Berkunjung ke tanoh Gayo, sebuah wilayah dataran tinggi di Aceh ada yang
terasa kurang jika tidak menyaksikan “pacu kude”, sebuah event yang
selalu ditunggu dan membawa berkah di tiga kabupaten di Gayo, yaitu
Bener Meriah, Aceh Tengah dan Gayo Lues. Dengan segala keunikannya,
“Pacu Kude” adalah sebuah event perlombaan pacuan kuda Tradisional.

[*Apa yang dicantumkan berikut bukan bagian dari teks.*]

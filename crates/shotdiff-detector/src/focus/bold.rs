use image::GrayImage;
use imageproc::distance_transform::Norm;
use imageproc::morphology::dilate;
use shotdiff_types::{FocusCandidate, FocusKind};

use super::{FocusDetectionError, FocusHeuristic, RegionRaster};
use crate::config::BoldOptions;
use crate::raster::{ComponentStats, FOREGROUND, LabelImage, label_components, median};

/// Finds words rendered noticeably heavier than the rest of the text.
///
/// Glyph strokes are merged into word blobs with a one-pixel dilation; a
/// blob whose ink density clearly exceeds the median density is bold.
pub struct BoldDetector {
    options: BoldOptions,
    max_components: usize,
}

struct WordBlob {
    ink: ComponentStats,
    density: f32,
}

impl BoldDetector {
    pub fn new(options: BoldOptions, max_components: usize) -> Self {
        Self {
            options,
            max_components,
        }
    }

    fn words(&self, mask: &GrayImage) -> Vec<WordBlob> {
        let merged = dilate(mask, Norm::LInf, 1);
        let (labels, blobs) = label_components(&merged);
        ink_per_blob(mask, &labels, blobs.len())
            .into_iter()
            .flatten()
            .filter_map(|ink| {
                let density = ink.fill();
                self.is_text_like(&ink, density)
                    .then_some(WordBlob { ink, density })
            })
            .collect()
    }

    fn is_text_like(&self, ink: &ComponentStats, density: f32) -> bool {
        let height = ink.height();
        ink.width() >= self.options.min_width
            && height >= self.options.min_height
            && height <= self.options.max_height
            && density >= self.options.min_density
            && density <= self.options.max_density
    }
}

/// Bounding box and pixel count of the original ink under each dilated blob.
fn ink_per_blob(
    mask: &GrayImage,
    labels: &LabelImage,
    blob_count: usize,
) -> Vec<Option<ComponentStats>> {
    let mut ink: Vec<Option<ComponentStats>> = Vec::with_capacity(blob_count + 1);
    for (x, y, pixel) in mask.enumerate_pixels() {
        if pixel[0] != FOREGROUND {
            continue;
        }
        let label = labels.get_pixel(x, y)[0];
        let idx = label as usize;
        if idx >= ink.len() {
            ink.resize(idx + 1, None);
        }
        ink[idx]
            .get_or_insert_with(|| ComponentStats::new(label, x, y))
            .include(x, y);
    }
    ink
}

impl FocusHeuristic for BoldDetector {
    fn kind(&self) -> FocusKind {
        FocusKind::Bold
    }

    fn detect(&self, raster: &RegionRaster<'_>) -> Result<Vec<FocusCandidate>, FocusDetectionError> {
        raster.ensure_usable(self.max_components)?;
        let words = self.words(&raster.mask);
        if words.len() < self.options.min_components {
            return Ok(Vec::new());
        }
        let densities: Vec<f32> = words.iter().map(|word| word.density).collect();
        let typical = median(&densities);
        if typical <= 0.0 {
            return Ok(Vec::new());
        }
        let threshold = typical * self.options.density_ratio;
        let mut bold: Vec<FocusCandidate> = words
            .iter()
            .filter(|word| word.density >= threshold)
            .map(|word| FocusCandidate::new(FocusKind::Bold, word.ink.bbox()))
            .collect();
        bold.sort_by_key(|candidate| (candidate.extent.y, candidate.extent.x));
        Ok(bold)
    }
}

#[cfg(test)]
mod tests {
    use super::super::fixtures::*;
    use super::*;
    use crate::config::FocusDetectorConfig;
    use image::RgbImage;
    use shotdiff_types::BoundingBox;

    fn detect(image: &RgbImage) -> Vec<FocusCandidate> {
        let config = FocusDetectorConfig::default();
        let raster = RegionRaster::analyze(image, &config);
        BoldDetector::new(config.bold.clone(), config.max_components)
            .detect(&raster)
            .unwrap()
    }

    #[test]
    fn heavy_word_among_regular_text_is_bold() {
        let mut image = canvas(300, 80);
        word(&mut image, 10, 20, 6, 1, 2, 10);
        word(&mut image, 50, 20, 6, 1, 2, 10);
        word(&mut image, 90, 20, 6, 1, 2, 10);
        word(&mut image, 130, 20, 6, 2, 1, 10);
        let found = detect(&image);
        assert_eq!(found.len(), 1);
        assert_eq!(found[0].extent, BoundingBox::new(130, 20, 17, 10));
    }

    #[test]
    fn uniform_text_has_no_bold() {
        let mut image = canvas(300, 80);
        for i in 0..5 {
            word(&mut image, 10 + i * 40, 20, 6, 1, 2, 10);
        }
        assert!(detect(&image).is_empty());
    }

    #[test]
    fn too_few_words_give_no_baseline() {
        let mut image = canvas(300, 80);
        word(&mut image, 10, 20, 6, 1, 2, 10);
        word(&mut image, 50, 20, 6, 2, 1, 10);
        assert!(detect(&image).is_empty());
    }

    #[test]
    fn solid_blocks_and_outlines_do_not_count_as_text() {
        let mut image = canvas(400, 120);
        word(&mut image, 10, 20, 6, 1, 2, 10);
        word(&mut image, 50, 20, 6, 2, 1, 10);
        fill(&mut image, 100, 20, 30, 20, INK);
        outline(&mut image, 150, 15, 200, 30, 1, 0, GREY);
        assert!(detect(&image).is_empty());
    }
}
use std::ffi::OsString;
use std::path::PathBuf;

use clap::parser::ValueSource;
use clap::{ArgMatches, CommandFactory, FromArgMatches, Parser};

/// Records which options were typed on the command line, so that values
/// coming from clap defaults do not override the config file.
#[derive(Debug, Default)]
pub struct CliSources {
    pub report_dir_from_cli: bool,
    pub ocr_language_from_cli: bool,
}

impl CliSources {
    fn from_matches(matches: &ArgMatches) -> Self {
        Self {
            report_dir_from_cli: value_from_cli(matches, "report_dir"),
            ocr_language_from_cli: value_from_cli(matches, "ocr_language"),
        }
    }
}

fn value_from_cli(matches: &ArgMatches, id: &str) -> bool {
    matches
        .value_source(id)
        .is_some_and(|source| matches!(source, ValueSource::CommandLine))
}

pub fn parse_cli() -> (CliArgs, CliSources) {
    let command = CliArgs::command();
    let matches = command.get_matches();
    let args = match CliArgs::from_arg_matches(&matches) {
        Ok(args) => args,
        Err(err) => err.exit(),
    };
    let sources = CliSources::from_matches(&matches);
    (args, sources)
}

/// Parses an explicit argument list; the first item is the program name.
pub fn parse_cli_from<I, T>(args: I) -> Result<(CliArgs, CliSources), clap::Error>
where
    I: IntoIterator<Item = T>,
    T: Into<OsString> + Clone,
{
    let matches = CliArgs::command().try_get_matches_from(args)?;
    let args = CliArgs::from_arg_matches(&matches)?;
    let sources = CliSources::from_matches(&matches);
    Ok((args, sources))
}

#[derive(Debug, Parser)]
#[command(
    name = "shotdiff",
    about = "Compare two folders of UI screenshots by their text and focus state",
    disable_help_subcommand = true
)]
pub struct CliArgs {
    /// Folder with the reference screenshots
    #[arg(value_name = "VERSION1_DIR")]
    pub version1: PathBuf,

    /// Folder with the screenshots to check
    #[arg(value_name = "VERSION2_DIR")]
    pub version2: PathBuf,

    /// Override the configuration file path
    #[arg(long = "config")]
    pub config: Option<PathBuf>,

    /// Write machine-readable results to this JSON file
    #[arg(short = 'o', long = "output", value_name = "FILE")]
    pub output: Option<PathBuf>,

    /// Directory for the HTML report and copied screenshots
    #[arg(
        long = "report-dir",
        id = "report_dir",
        value_name = "DIR",
        default_value = "comparison_report"
    )]
    pub report_dir: PathBuf,

    /// Skip the HTML report
    #[arg(long = "no-report")]
    pub no_report: bool,

    /// Compare text case-insensitively
    #[arg(
        long = "ignore-case",
        id = "ignore_case",
        value_parser = clap::value_parser!(bool)
    )]
    pub ignore_case: Option<bool>,

    /// Minimum text similarity (0-1) for a pair to match
    #[arg(long = "similarity-threshold", id = "similarity_threshold")]
    pub similarity_threshold: Option<f64>,

    /// Share of the image height treated as header when no boundary is found (0-1)
    #[arg(long = "crop-percentage", id = "crop_percentage")]
    pub crop_percentage: Option<f64>,

    /// Disable focus detection
    #[arg(long = "no-focus")]
    pub no_focus: bool,

    /// OCR language, e.g. `eng` or `eng+deu`
    #[arg(
        long = "ocr-language",
        id = "ocr_language",
        value_name = "LANG",
        default_value = shotdiff_ocr::DEFAULT_LANGUAGE
    )]
    pub ocr_language: String,

    /// Drop OCR words below this confidence (0-100)
    #[arg(long = "min-ocr-confidence", id = "min_ocr_confidence")]
    pub min_ocr_confidence: Option<f32>,

    /// Per-call OCR timeout in seconds
    #[arg(
        long = "ocr-timeout",
        id = "ocr_timeout",
        value_name = "SECS",
        value_parser = clap::value_parser!(u64).range(1..)
    )]
    pub ocr_timeout: Option<u64>,

    /// Path to the tesseract binary
    #[arg(long = "tesseract", value_name = "PATH")]
    pub tesseract: Option<PathBuf>,

    /// Directory holding tesseract language data
    #[arg(long = "tessdata-dir", value_name = "DIR")]
    pub tessdata_dir: Option<PathBuf>,

    /// Number of pairs compared concurrently
    #[arg(
        long = "workers",
        value_parser = clap::value_parser!(usize)
    )]
    pub workers: Option<usize>,

    /// Log debug output to stderr
    #[arg(short = 'v', long = "verbose")]
    pub verbose: bool,
}
use std::time::Duration;

use thiserror::Error;

#[derive(Debug, Error)]
pub enum OcrError {
    #[error("plane data length {provided} is smaller than stride * height ({required})")]
    InsufficientPlaneData { provided: usize, required: usize },
    #[error(
        "plane dimensions overflowed while validating stride * height (stride={stride}, height={height})"
    )]
    PlaneOverflow { stride: usize, height: u32 },
    #[error("{backend} OCR engine is unavailable: {message}")]
    Unavailable {
        backend: &'static str,
        message: String,
    },
    #[error("OCR call did not finish within {timeout:?}")]
    Timeout { timeout: Duration },
    #[error("backend error: {message}")]
    Backend { message: String },
}

impl OcrError {
    pub fn backend(message: impl Into<String>) -> Self {
        Self::Backend {
            message: message.into(),
        }
    }

    pub fn unavailable(backend: &'static str, message: impl Into<String>) -> Self {
        Self::Unavailable {
            backend,
            message: message.into(),
        }
    }
}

Tradisi yang telah melekat sekian lama.
Asal Mula Pacu Kude
“Pacu Kude’ bermula, seperti yang ditulis oleh almarhum A.R. Hakim Aman
Pinan dalam buku Pesona Tanoh Gayo. “Pacu Kude” sebagai sebuah hiburan
rakyat sudah terselenggara sebelum Belanda menginjakkan kakinya di Bumi
Gayo. Pacu kuda di masa itu diselenggarakan pada saat Luwes Belang-masa
selepas panen padi disawah-sawah di Gayo. Masa Lues Blang ini selalu
seringkali kebetulan bertepatan dengan bulan Agustus. Pacu Kude kemudian
selalu diadakan pada bulan Agustus, selain Karen alasan tadi,
Pertimbangannya lainnya dalam bulan Agustus, cuaca cukup mendukung
karena berada dalam musim kemarau. Sehingga Pacu Kude dikira cocok untuk
digelar.
Awalnya, pacu kude diselenggarakan di kampung bintang, tepatnya dari
pantai menye yang jaraknya sekitar 1,5 km. Arena pacu tepat di tepi
pantai, sisi barat berbatas dengan danau laut tawar sementara sisi timur
dipagar dengan geluni. Waktu penyelenggaraannya dimulai pukul 08.00 wib
sampai pukul 10.00 wib, kemudian dilanjutkan setelah shalat ashar
sampai pukul 18.00 wib.
Uniknya, saat itu, Yang terkesan istimewa dengan pacuan kuda di kampung
bintang adalah persyaratan joki, mereka tidak dibenarkan menggunakan
baju alias telanjang dada.
Tidak ada hadiah bagi pemenang, hanya ”gah” atau marwah gengsi atau
status social yang dipertaruhkan dan dipertahankan. Kemenangan yang
diperoleh tersebut dilanjutkan dengan perayaan dan syukuran oleh
penduduk setempat dengan sistem berpegenapen yaitu saling sumbang
menyumbang untuk biaya perayaan kemenangan tersebut. Dengan memotong
hewan ternak dan makan bersama.
Kemudian, sekitar tahun 1912, pemerintah kolonial belanda melihat pacuan
kuda dapat menjadi media untuk menyatukan rakyat, lantas mereka
memindahkan pacuan kuda ke takengon, tepatnya di blang kolak yang
sekarang bernama lapangan musara alun. Acara pacuan kuda yang
diselenggarakan oleh kolonial belanda dikaitkan dengan hari ulang tahun
ratu wilhelmina. Supaya event tersebut meriah, oleh pemerintah kolonial
disediakan biaya makan kuda, hadiah dan piagam kepada para juara.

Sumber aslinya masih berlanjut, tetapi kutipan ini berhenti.